*Activity*. Each line in the records below that has the word "FpsSampler" should be copied.

*Records to process*.
* * * * *
//! Rolling frame-rate sampler with periodic reporting

use orbfield_core::DEFAULT_REPORT_INTERVAL_MS;

/// Collects per-frame FPS samples and averages them once per interval
#[derive(Debug)]
pub struct FpsSampler {
    samples: Vec<f64>,
    interval_ms: f64,
    last_report: Option<f64>,
}

impl FpsSampler {
    pub fn new(interval_ms: f64) -> Self {
        Self {
            samples: Vec::new(),
            interval_ms,
            last_report: None,
        }
    }

    /// Record one frame. Returns the mean FPS when a report is due.
    ///
    /// A zero delta contributes no sample. The first call only seeds the
    /// report timer.
    pub fn record(&mut self, timestamp_ms: f64, delta_ms: f64) -> Option<f64> {
        let last_report = *self.last_report.get_or_insert(timestamp_ms);

        if delta_ms > 0.0 && delta_ms.is_finite() {
            self.samples.push(1000.0 / delta_ms);
        }

        if timestamp_ms - last_report < self.interval_ms || self.samples.is_empty() {
            return None;
        }

        let fps = self.samples.iter().sum::<f64>() / self.samples.len() as f64;
        self.samples.clear();
        self.last_report = Some(timestamp_ms);
        Some(fps)
    }

    /// Samples waiting for the next report
    pub fn pending_samples(&self) -> usize {
        self.samples.len()
    }

    pub fn interval_ms(&self) -> f64 {
        self.interval_ms
    }
}

impl Default for FpsSampler {
    fn default() -> Self {
        Self::new(DEFAULT_REPORT_INTERVAL_MS)
    }
}

#[cfg(test)]
mod tests {
    use super::*;

    #[test]
    fn test_constant_frames_report_sixty() {
        let mut sampler = FpsSampler::new(500.0);
        let frame = 1000.0 / 60.0;
        let mut reports = Vec::new();

        let mut t = 0.0;
        // First frame carries a zero delta from the clock
        assert!(sampler.record(t, 0.0).is_none());
        for _ in 0..40 {
            t += frame;
            if let Some(fps) = sampler.record(t, frame) {
                reports.push(fps);
            }
        }

        assert_eq!(reports.len(), 1);
        assert!((reports[0] - 60.0).abs() < 0.01);
    }

    #[test]
    fn test_rounded_frame_times() {
        let mut sampler = FpsSampler::new(200.0);
        let mut t = 1000.0;
        sampler.record(t, 0.0);
        let mut last = None;
        for _ in 0..30 {
            t += 16.67;
            last = sampler.record(t, 16.67).or(last);
        }
        let fps = last.unwrap();
        assert!((fps - 60.0).abs() < 0.1, "got {fps}");
    }

    #[test]
    fn test_report_clears_buffer() {
        let mut sampler = FpsSampler::new(100.0);
        sampler.record(0.0, 0.0);
        sampler.record(50.0, 50.0);
        assert_eq!(sampler.pending_samples(), 1);
        let fps = sampler.record(100.0, 50.0).unwrap();
        assert!((fps - 20.0).abs() < 1e-9);
        assert_eq!(sampler.pending_samples(), 0);
    }

    #[test]
    fn test_mean_of_mixed_rates() {
        let mut sampler = FpsSampler::new(60.0);
        sampler.record(0.0, 0.0);
        sampler.record(10.0, 10.0); // 100 fps
        let fps = sampler.record(60.0, 50.0).unwrap(); // 20 fps
        assert!((fps - 60.0).abs() < 1e-9);
    }

    #[test]
    fn test_zero_delta_skipped() {
        let mut sampler = FpsSampler::new(100.0);
        sampler.record(0.0, 0.0);
        assert!(sampler.record(200.0, 0.0).is_none());
        assert_eq!(sampler.pending_samples(), 0);
    }
}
* * * * *
*Result of this task*.
pub struct FpsSampler {
impl FpsSampler {
impl Default for FpsSampler {
        let mut sampler = FpsSampler::new(500.0);
        let mut sampler = FpsSampler::new(200.0);
        let mut sampler = FpsSampler::new(100.0);
        let mut sampler = FpsSampler::new(60.0);
        let mut sampler = FpsSampler::new(100.0);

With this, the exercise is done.